Metformin prevents LPS-induced infiltration of inflammatory cells and increase in protein levels in AqH. (A) The pathologic score of EIU in Lewis rat eyes injected with LPS in the absence and presence of metformin was determined at 24 hours with a slit lamp microscope. Results are given as mean ± SD (n = 6). ^#P < 0.001 versus control. **P < 0.001 versus EIU (Wilcoxon–Mann-Whitney test). (B) Histopathological results of paraffin-embedded sections showing infiltrated cells (inset) in the anterior chamber of EIU rat eyes without or with metformin injected 12 hours before or 2 hours after LPS administration. H&E-stained serial sections of rat eyes were photographed under a light microscope. Magnification, ×200. (C) The infiltrated inflammatory cells were determined by trypan blue exclusion cell counting and (D) total protein levels in the AqH. Results are expressed as the mean ± SD (n = 5); *P < 0.001 versus the control group; **P < 0.05 versus the EIU group.
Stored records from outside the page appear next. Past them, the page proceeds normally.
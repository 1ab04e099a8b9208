use core::fmt;

use crate::InputEvent;

#[derive(Clone, Copy, Debug, PartialEq, Eq)]
#[cfg_attr(feature = "serde", derive(serde::Serialize, serde::Deserialize))]
pub enum Phase {
    Before,
    After,
    On,
}

#[derive(Clone, Copy, Debug, PartialEq, Eq)]
#[cfg_attr(feature = "serde", derive(serde::Serialize, serde::Deserialize))]
pub enum EventKind {
    Init,
    Slide,
    TouchStart,
    TouchMove,
    TouchEnd,
    Resize,
    Destroy,
}

#[derive(Clone, Copy, Debug, PartialEq, Eq)]
#[cfg_attr(feature = "serde", derive(serde::Serialize, serde::Deserialize))]
pub enum EventDetail {
    None,
    /// Padded index before the slide and the slide the request aimed at.
    BeforeSlide { index: usize, next_slide: isize },
    /// Padded index after the slide.
    AfterSlide { current_slide: usize },
    /// The input that triggered a touch or resize notification.
    Input(InputEvent),
}

/// A lifecycle notification, dispatched through [`crate::SliderView::dispatch`].
#[derive(Clone, Copy, Debug, PartialEq, Eq)]
#[cfg_attr(feature = "serde", derive(serde::Serialize, serde::Deserialize))]
pub struct SliderEvent {
    pub phase: Phase,
    pub kind: EventKind,
    pub detail: EventDetail,
}

impl SliderEvent {
    pub fn new(phase: Phase, kind: EventKind, detail: EventDetail) -> Self {
        Self {
            phase,
            kind,
            detail,
        }
    }

    /// Event name for custom-event style dispatch, e.g. `before.carousel.slide`.
    pub fn name(&self) -> String {
        format!("{}.carousel.{}", self.phase, self.kind)
    }
}

impl fmt::Display for Phase {
    fn fmt(&self, f: &mut fmt::Formatter<'_>) -> fmt::Result {
        f.write_str(match self {
            Self::Before => "before",
            Self::After => "after",
            Self::On => "on",
        })
    }
}

impl fmt::Display for EventKind {
    fn fmt(&self, f: &mut fmt::Formatter<'_>) -> fmt::Result {
        f.write_str(match self {
            Self::Init => "init",
            Self::Slide => "slide",
            Self::TouchStart => "touchstart",
            Self::TouchMove => "touchmove",
            Self::TouchEnd => "touchend",
            Self::Resize => "resize",
            Self::Destroy => "destroy",
        })
    }
}
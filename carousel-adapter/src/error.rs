/// Why [`crate::Slider::setup`] refused to start.
#[derive(Clone, Debug, PartialEq, Eq, thiserror::Error)]
pub enum SetupError {
    #[error("slider is already set up; call destroy() first")]
    AlreadySetUp,
    #[error("no frame element matches class `{0}`")]
    MissingFrame(String),
    #[error("no slide container matches class `{0}` inside the frame")]
    MissingSlideContainer(String),
    #[error("the slide container has no slides")]
    NoSlides,
    #[error("infinite pad {pad} exceeds the slide count {count}")]
    InfiniteTooLarge { pad: usize, count: usize },
}
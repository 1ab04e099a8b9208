//! The navigation algorithm.
//!
//! [`plan`] is a pure function: it reads the current index/offset, the geometry cache and the
//! options, and returns where the carousel should go. [`crate::Carousel`] commits the plan.

use crate::infinite;
use crate::{CarouselOptions, Direction, Geometry, NavRequest, Px, Translate};

/// Extra distance kept between a revealed slide and the frame edge so prev/next controls
/// drawn over the frame do not hide it.
pub const CONTROL_MARGIN: Px = 60;

/// Inputs of [`plan`].
#[derive(Clone, Copy, Debug)]
pub struct NavContext<'a> {
    pub geometry: &'a Geometry,
    pub options: &'a CarouselOptions,
    /// Current padded index.
    pub index: usize,
    /// Current committed strip offset.
    pub offset: Px,
}

/// A zero-duration correction that swaps a clone for the real slide it mirrors.
#[derive(Clone, Copy, Debug, PartialEq, Eq)]
#[cfg_attr(feature = "serde", derive(serde::Serialize, serde::Deserialize))]
pub struct Seam {
    pub index: usize,
    pub offset: Px,
}

impl Seam {
    pub fn translate(&self) -> Translate {
        Translate::immediate(self.offset)
    }
}

/// The outcome of [`plan`].
#[derive(Clone, Debug, PartialEq, Eq)]
#[cfg_attr(feature = "serde", derive(serde::Serialize, serde::Deserialize))]
pub struct Plan {
    pub request: NavRequest,
    /// Slide reported in the "before slide" notification.
    pub next_slide: isize,
    /// Clamped target index, before the commit guard and seam re-pointing.
    pub target_index: usize,
    /// Index to commit.
    pub index: usize,
    /// Offset to record (the seam offset when a seam correction is scheduled).
    pub offset: Px,
    /// Animated move to apply now.
    pub translate: Translate,
    pub seam: Option<Seam>,
}

/// Computes the next index/offset/duration for `request`.
///
/// Returns `None` when nothing can move: no slides, or every slide already fits in the frame.
pub fn plan(request: NavRequest, ctx: &NavContext<'_>) -> Option<Plan> {
    let geo = ctx.geometry;
    let opts = ctx.options;
    let max_offset = geo.max_offset();
    if max_offset <= 0 || geo.is_empty() {
        ctrace!(max_offset, "navigation: nothing to move");
        return None;
    }

    let len = geo.count();
    let last = len - 1;
    let index = ctx.index;
    let pad = opts.infinite;
    let direction = match request {
        NavRequest::Step(d) => Some(d),
        NavRequest::Jump(_) => None,
    };

    let mut duration = opts.slide_speed;
    let mut target = match request {
        NavRequest::Step(Direction::Forward) => {
            let raw = if pad > 0 {
                infinite::forward_target(index, len, pad, opts.slides_to_scroll)
            } else {
                (index as isize).saturating_add(infinite::step_len(opts.slides_to_scroll))
            };
            raw.clamp(0, last as isize) as usize
        }
        NavRequest::Step(Direction::Backward) => {
            let raw = if pad > 0 {
                infinite::backward_target(index, pad, opts.slides_to_scroll)
            } else {
                (index as isize).saturating_sub(infinite::step_len(opts.slides_to_scroll))
            };
            raw.clamp(0, last as isize) as usize
        }
        NavRequest::Jump(logical) if pad > 0 => {
            let real_last = len.saturating_sub(pad * 2).saturating_sub(1);
            infinite::to_padded(logical.min(real_last), pad).min(last)
        }
        NavRequest::Jump(logical) => logical.min(last),
    };

    let next_slide = match request {
        NavRequest::Step(Direction::Forward) => index as isize + 1,
        NavRequest::Step(Direction::Backward) => index as isize - 1,
        NavRequest::Jump(_) => target as isize,
    };

    let rewinds_prev =
        opts.rewind_prev && ctx.offset == 0 && direction == Some(Direction::Backward);
    if rewinds_prev {
        target = last;
        duration = opts.rewind_speed;
    }

    let unclamped = match direction {
        Some(d) if !rewinds_prev => {
            let distance = if geo.slides_fit_in_frame() || pad > 0 || opts.rewind {
                geo.frame_width()
            } else {
                custom_distance(geo, ctx.offset, d)
            };
            if d.is_forward() {
                ctx.offset.saturating_sub(distance)
            } else {
                ctx.offset.saturating_add(distance)
            }
        }
        _ => geo.anchor_offset(target),
    };
    let mut next_offset = geo.clamp_offset(unclamped);

    if opts.rewind && ctx.offset == -max_offset && direction == Some(Direction::Forward) {
        next_offset = 0;
        target = 0;
        duration = opts.rewind_speed;
    }

    let translate = Translate::new(next_offset, duration, Some(opts.ease));

    let mut committed = match geo.slide(target) {
        Some(s) if s.offset <= max_offset => target,
        _ => index,
    };
    let mut offset = next_offset;

    let seam = if pad > 0 {
        infinite::seam_target(target, len, pad, direction).map(|real| {
            committed = real;
            offset = geo.anchor_offset(real);
            Seam {
                index: real,
                offset,
            }
        })
    } else {
        None
    };

    ctrace!(
        ?request,
        from = index,
        target,
        committed,
        offset,
        duration,
        seam = seam.is_some(),
        "navigation: plan"
    );

    Some(Plan {
        request,
        next_slide,
        target_index: target,
        index: committed,
        offset,
        translate,
        seam,
    })
}

/// Content-aware step distance.
///
/// Finds the nearest partially hidden slide in `direction` (measured at the committed offset,
/// so an in-flight transition does not skew it) and returns the travel needed to reveal it,
/// leaving [`CONTROL_MARGIN`] to the frame edge. Slides almost as wide as the frame are
/// centered instead. Returns `0` when nothing is hidden in that direction.
pub fn custom_distance(geo: &Geometry, offset: Px, direction: Direction) -> Px {
    let frame = geo.frame_width();
    let slides = geo.slides();

    let hidden = match direction {
        Direction::Backward => slides
            .iter()
            .rev()
            .find(|s| s.offset.saturating_add(offset) < 0)
            .map(|s| (frame - s.end().saturating_add(offset), s.width)),
        Direction::Forward => slides
            .iter()
            .find(|s| s.end().saturating_add(offset) > frame)
            .map(|s| (s.offset.saturating_add(offset), s.width)),
    };

    let Some((distance, hidden_width)) = hidden else {
        return 0;
    };
    if distance == 0 {
        return 0;
    }

    let slack = frame - hidden_width;
    if slack <= CONTROL_MARGIN {
        // distance - slack / 2, rounded half up
        (distance * 2 - slack + 1).div_euclid(2)
    } else {
        distance - CONTROL_MARGIN
    }
}
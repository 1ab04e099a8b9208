use crate::Ease;

/// Pixel quantity on the slide axis.
///
/// Offsets are integral, like the DOM's `offsetLeft`/`offsetWidth`. Strip offsets are `<= 0`:
/// the strip is translated left to reveal later slides.
pub type Px = i32;

#[derive(Clone, Copy, Debug, PartialEq, Eq)]
#[cfg_attr(feature = "serde", derive(serde::Serialize, serde::Deserialize))]
pub enum Direction {
    Forward,
    Backward,
}

impl Direction {
    pub fn is_forward(self) -> bool {
        matches!(self, Self::Forward)
    }
}

/// A navigation request fed to [`crate::navigation::plan`].
#[derive(Clone, Copy, Debug, PartialEq, Eq)]
#[cfg_attr(feature = "serde", derive(serde::Serialize, serde::Deserialize))]
pub enum NavRequest {
    /// Discrete step (prev/next control or a valid swipe).
    Step(Direction),
    /// Jump to a logical slide index. Out-of-range targets are clamped.
    Jump(usize),
}

/// A slide's natural position inside the strip.
#[derive(Clone, Copy, Debug, Default, PartialEq, Eq)]
#[cfg_attr(feature = "serde", derive(serde::Serialize, serde::Deserialize))]
pub struct SlideRect {
    /// Offset from the strip start.
    pub offset: Px,
    /// Rendered width including horizontal margins.
    pub width: Px,
}

impl SlideRect {
    pub fn new(offset: Px, width: Px) -> Self {
        Self { offset, width }
    }

    pub fn end(&self) -> Px {
        self.offset.saturating_add(self.width)
    }
}

/// A horizontal translation the view must apply to the slide strip.
#[derive(Clone, Debug, PartialEq, Eq)]
#[cfg_attr(feature = "serde", derive(serde::Serialize, serde::Deserialize))]
pub struct Translate {
    pub to: Px,
    pub duration_ms: u32,
    /// `None` leaves the timing function unset (used for immediate moves).
    pub ease: Option<Ease>,
}

impl Translate {
    pub fn new(to: Px, duration_ms: u32, ease: Option<Ease>) -> Self {
        Self {
            to,
            duration_ms,
            ease,
        }
    }

    /// An immediate, unanimated move.
    pub fn immediate(to: Px) -> Self {
        Self::new(to, 0, None)
    }

    pub fn is_immediate(&self) -> bool {
        self.duration_ms == 0
    }
}

/// Everything an adapter needs to report and render one committed navigation.
#[derive(Clone, Debug, PartialEq, Eq)]
#[cfg_attr(feature = "serde", derive(serde::Serialize, serde::Deserialize))]
pub struct SlideOutcome {
    /// Padded index before the navigation.
    pub from_index: usize,
    /// The slide the request aimed at, as reported in the "before slide" notification.
    pub next_slide: isize,
    /// Logical index after the navigation (and after any seam re-pointing).
    pub current_slide: usize,
    pub translate: Translate,
}

/// Result of releasing a touch sequence.
#[derive(Clone, Debug, PartialEq, Eq)]
#[cfg_attr(feature = "serde", derive(serde::Serialize, serde::Deserialize))]
pub enum TouchOutcome {
    /// No sequence was in flight.
    Ignored,
    /// The sequence was a vertical scroll.
    Scrolled,
    /// A valid swipe stepped the carousel.
    Slid(SlideOutcome),
    /// The swipe was aborted; return to the pre-drag offset.
    SnapBack(Translate),
    /// Touch-control mode kept the dragged offset. Carries a snap translate when the drag
    /// ended past a bound.
    Settled(Option<Translate>),
}
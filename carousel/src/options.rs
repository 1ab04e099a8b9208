use alloc::string::String;

use crate::Ease;

/// Class names the view layer uses to locate the frame, strip and controls, and to mark the
/// active slide.
///
/// An empty `active_slide` disables the active-slide marker.
#[derive(Clone, Debug, PartialEq, Eq)]
#[cfg_attr(feature = "serde", derive(serde::Serialize, serde::Deserialize))]
pub struct ClassNames {
    pub frame: String,
    pub slide_container: String,
    pub prev_ctrl: String,
    pub next_ctrl: String,
    pub active_slide: String,
}

impl Default for ClassNames {
    fn default() -> Self {
        Self {
            frame: "js_frame".into(),
            slide_container: "js_slides".into(),
            prev_ctrl: "js_prev".into(),
            next_ctrl: "js_next".into(),
            active_slide: "active".into(),
        }
    }
}

/// Configuration for [`crate::Carousel`].
///
/// Options are a snapshot taken at setup. Defaults match the classic swipe-slider behavior:
/// one slide per step, no looping, 300ms steps.
#[derive(Clone, Debug, PartialEq, Eq)]
#[cfg_attr(feature = "serde", derive(serde::Serialize, serde::Deserialize))]
pub struct CarouselOptions {
    /// Slides advanced per discrete step when not in infinite-group mode.
    pub slides_to_scroll: usize,
    /// Duration of a normal step (ms).
    pub slide_speed: u32,
    /// Duration of a wrap-around rewind (ms).
    pub rewind_speed: u32,
    /// Duration of the snap back after an aborted swipe (ms).
    pub snap_back_speed: u32,
    pub ease: Ease,
    /// Wrap from the last slide to the first on a forward step past the end.
    pub rewind: bool,
    /// Wrap from the first slide to the last on a backward step at the start.
    pub rewind_prev: bool,
    /// Clone count per side for infinite looping. `0` disables it.
    ///
    /// Use either `infinite` or `rewind`, not both.
    pub infinite: usize,
    /// Logical index shown at setup (and on resize when `rewind_on_resize` is set).
    pub initial_index: usize,
    pub rewind_on_resize: bool,
    /// Dragging positions the strip directly instead of triggering discrete steps.
    pub touch_control: bool,
    /// Center the strip when it is narrower than the frame.
    pub center: bool,
    pub class_names: ClassNames,
}

impl Default for CarouselOptions {
    fn default() -> Self {
        Self {
            slides_to_scroll: 1,
            slide_speed: 300,
            rewind_speed: 600,
            snap_back_speed: 200,
            ease: Ease::Ease,
            rewind: false,
            rewind_prev: false,
            infinite: 0,
            initial_index: 0,
            rewind_on_resize: true,
            touch_control: false,
            center: true,
            class_names: ClassNames::default(),
        }
    }
}

impl CarouselOptions {
    pub fn new() -> Self {
        Self::default()
    }

    /// The infinite pad count, if looping is enabled.
    pub fn infinite_pad(&self) -> Option<usize> {
        (self.infinite > 0).then_some(self.infinite)
    }

    pub fn with_slides_to_scroll(mut self, slides_to_scroll: usize) -> Self {
        self.slides_to_scroll = slides_to_scroll;
        self
    }

    pub fn with_slide_speed(mut self, slide_speed: u32) -> Self {
        self.slide_speed = slide_speed;
        self
    }

    pub fn with_rewind_speed(mut self, rewind_speed: u32) -> Self {
        self.rewind_speed = rewind_speed;
        self
    }

    pub fn with_snap_back_speed(mut self, snap_back_speed: u32) -> Self {
        self.snap_back_speed = snap_back_speed;
        self
    }

    pub fn with_ease(mut self, ease: Ease) -> Self {
        self.ease = ease;
        self
    }

    pub fn with_rewind(mut self, rewind: bool) -> Self {
        self.rewind = rewind;
        self
    }

    pub fn with_rewind_prev(mut self, rewind_prev: bool) -> Self {
        self.rewind_prev = rewind_prev;
        self
    }

    pub fn with_infinite(mut self, pad: usize) -> Self {
        self.infinite = pad;
        self
    }

    pub fn with_initial_index(mut self, initial_index: usize) -> Self {
        self.initial_index = initial_index;
        self
    }

    pub fn with_rewind_on_resize(mut self, rewind_on_resize: bool) -> Self {
        self.rewind_on_resize = rewind_on_resize;
        self
    }

    pub fn with_touch_control(mut self, touch_control: bool) -> Self {
        self.touch_control = touch_control;
        self
    }

    pub fn with_center(mut self, center: bool) -> Self {
        self.center = center;
        self
    }

    pub fn with_class_names(mut self, class_names: ClassNames) -> Self {
        self.class_names = class_names;
        self
    }

    /// Disables (`""`) or renames the active-slide marker class.
    pub fn with_active_slide_class(mut self, class: impl Into<String>) -> Self {
        self.class_names.active_slide = class.into();
        self
    }

    pub fn marks_active_slide(&self) -> bool {
        !self.class_names.active_slide.is_empty()
    }
}
//! Clone-based infinite looping.
//!
//! With a pad count `g`, the strip is laid out as
//! `[clone(n-g) .. clone(n-1), slide(0) .. slide(n-1), clone(0) .. clone(g-1)]`.
//! The controller works in this padded index space; logical indexes are `padded - g`, wrapped
//! into the real slide range so clone slots report the slide they show.
//! Navigation that lands on a clone is re-pointed to the equivalent real slide once the
//! animation finishes (see [`seam_target`]).

use alloc::vec::Vec;

use crate::Direction;

/// Where a cloned slide is inserted.
#[derive(Clone, Copy, Debug, PartialEq, Eq)]
#[cfg_attr(feature = "serde", derive(serde::Serialize, serde::Deserialize))]
pub enum ClonePosition {
    /// Appended after the last slide.
    End,
    /// Inserted before the first slide.
    Start,
}

/// One clone step. `source` is the index of the slide to clone *at the time the step runs*,
/// so applying the steps in order against a live slide list is always correct.
#[derive(Clone, Copy, Debug, PartialEq, Eq)]
#[cfg_attr(feature = "serde", derive(serde::Serialize, serde::Deserialize))]
pub struct CloneOp {
    pub source: usize,
    pub at: ClonePosition,
}

/// Clone steps that pad `count` real slides with `pad` clones on each side.
///
/// Leading slides are appended first, then trailing slides are prepended last-first so the
/// prepended block keeps the original order.
pub fn clone_ops(count: usize, pad: usize) -> Vec<CloneOp> {
    let pad = pad.min(count);
    let mut ops = Vec::with_capacity(pad * 2);
    for original in 0..pad {
        ops.push(CloneOp {
            source: original,
            at: ClonePosition::End,
        });
    }
    for k in 0..pad {
        let original = count - 1 - k;
        // Every earlier prepend shifted the originals right by one.
        ops.push(CloneOp {
            source: original + k,
            at: ClonePosition::Start,
        });
    }
    ops
}

pub fn padded_len(count: usize, pad: usize) -> usize {
    count.saturating_add(pad.saturating_mul(2))
}

pub fn to_padded(logical: usize, pad: usize) -> usize {
    logical.saturating_add(pad)
}

/// Maps a padded index to the real slide it shows. `count` is the number of real slides; `0`
/// (nothing measured yet) falls back to plain subtraction.
pub fn to_logical(padded: usize, pad: usize, count: usize) -> usize {
    if count == 0 {
        return padded.saturating_sub(pad);
    }
    (padded % count + count - pad % count) % count
}

/// Step target moving forward in group mode.
///
/// Skips to the next multiple of `pad`, unless the current group is the last full one, in
/// which case it advances by `slides_to_scroll`.
pub fn forward_target(index: usize, len: usize, pad: usize, slides_to_scroll: usize) -> isize {
    if pad == 0 || index + pad * 2 == len {
        return (index as isize).saturating_add(step_len(slides_to_scroll));
    }
    (index + (pad - index % pad)) as isize
}

/// Step target moving backward in group mode (symmetric to [`forward_target`]).
pub fn backward_target(index: usize, pad: usize, slides_to_scroll: usize) -> isize {
    if pad > 0 && index % pad != 0 {
        return (index - index % pad) as isize;
    }
    (index as isize).saturating_sub(step_len(slides_to_scroll))
}

/// `slides_to_scroll` as a signed step, saturating instead of wrapping.
pub(crate) fn step_len(slides_to_scroll: usize) -> isize {
    isize::try_from(slides_to_scroll).unwrap_or(isize::MAX)
}

/// If `next_index` lies on a clone boundary, returns the real slide it stands in for.
///
/// Forward steps re-point to the first real slide; everything else (backward steps and
/// jumps) re-points to the first slide of the trailing group.
pub fn seam_target(
    next_index: usize,
    len: usize,
    pad: usize,
    direction: Option<Direction>,
) -> Option<usize> {
    if pad == 0 || len < pad * 2 {
        return None;
    }
    let on_seam = next_index == len - pad || next_index == len - len % pad || next_index == 0;
    if !on_seam {
        return None;
    }
    Some(match direction {
        Some(Direction::Forward) => pad,
        _ => len - pad * 2,
    })
}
C, control; Pre-Met, pretreatment with metformin; Post-Met, posttreatment with metformin; EIU, endotoxin-induced uveitis; EIU + Pre-Met, endotoxin-induced uveitis + pretreatment with metformin; EIU + Post-Met, endotoxin-induced uveitis + post treatment with metformin; CB, ciliary body; L, lens.

Figure 3.

Posttreatment with metformin suppressed LPS-induced increase in cytokines and chemokines in AqH. The MILLIPLEX MAG Rat cytokine/chemokine magnetic bead panel along with Luminex xMAP detection method was used to determine cytokines and chemokines. Results are expressed as the mean ± SD (n = 3; AqH was pooled from two rats for each data point); *P < 0.01 versus the control group; **P < 0.05 versus the EIU group. The results are expressed as pg/mL. C, control; Met, metformin; EIU, endotoxin-induced uveitis; EIU + Met, endotoxin-induced uveitis + metformin.

Figure 4.

Posttreatment with metformin prevents expression of Cox-2. Serial sections of paraformaldehyde-fixed rat eyes enucleated 24 hours after EIU induction were immunostained with antibodies against Cox-2 and pictures were taken using a Nikon epifluorescence microscope. Arrows indicate Cox-2 expression in (A) ciliary bodies as well as (B) retinal tissues. A representative image is shown (n = 4). C, control; Met, metformin; EIU, endotoxin-induced uveitis; EIU + Met, endotoxin-induced uveitis + metformin; IMNC, isotype-matched negative control. Magnification ×200.

Figure 5.

Posttreatment with metformin triggers phosphorylation of AMPK (A, B) and suppresses p-65 phosphorylation (C, D) in ocular tissues of LPS-induced EIU. Serial sections of paraformaldehyde-fixed rat eyes enucleated 3 hours after EIU induction were immunostained with antibodies against phospho-AMPK (A, B) and phospho-p65 (C, D). Nuclei were stained with DAPI and pictures were taken by Nikon epifluorescence microscope. Representative images are shown (n = 4). Arrows indicate phosphorylated AMPK (A, B) and phospho-p65 (C, D) in ciliary body (A, C), as well as retinal tissues (B, D). C, control; Met, metformin; EIU, endotoxin-induced uveitis; EIU + Met, endotoxin-induced uveitis + metformin; IMNC, isotype-matched negative control. Magnification ×200.

Figure 6.

Metformin prevents inflammatory response in HNPECs stimulated with LPS. (A) The levels of nitrate/nitrite and PGE2 in the culture media were determined with ELISA kit. Data are expressed as mean ± SD (n = 6). *P < 0.001 versus the control group; **P < 0.05 versus the LPS group. (B) The expression of Cox-2 and iNOS from cell lysates was determined by Western blot using specific antibodies. (C) The nuclear translocation of p65 was determined in the nuclear extract by Western blot using specific antibodies against p65. TBP, TATA binding protein (loading control); C, control; Met, metformin.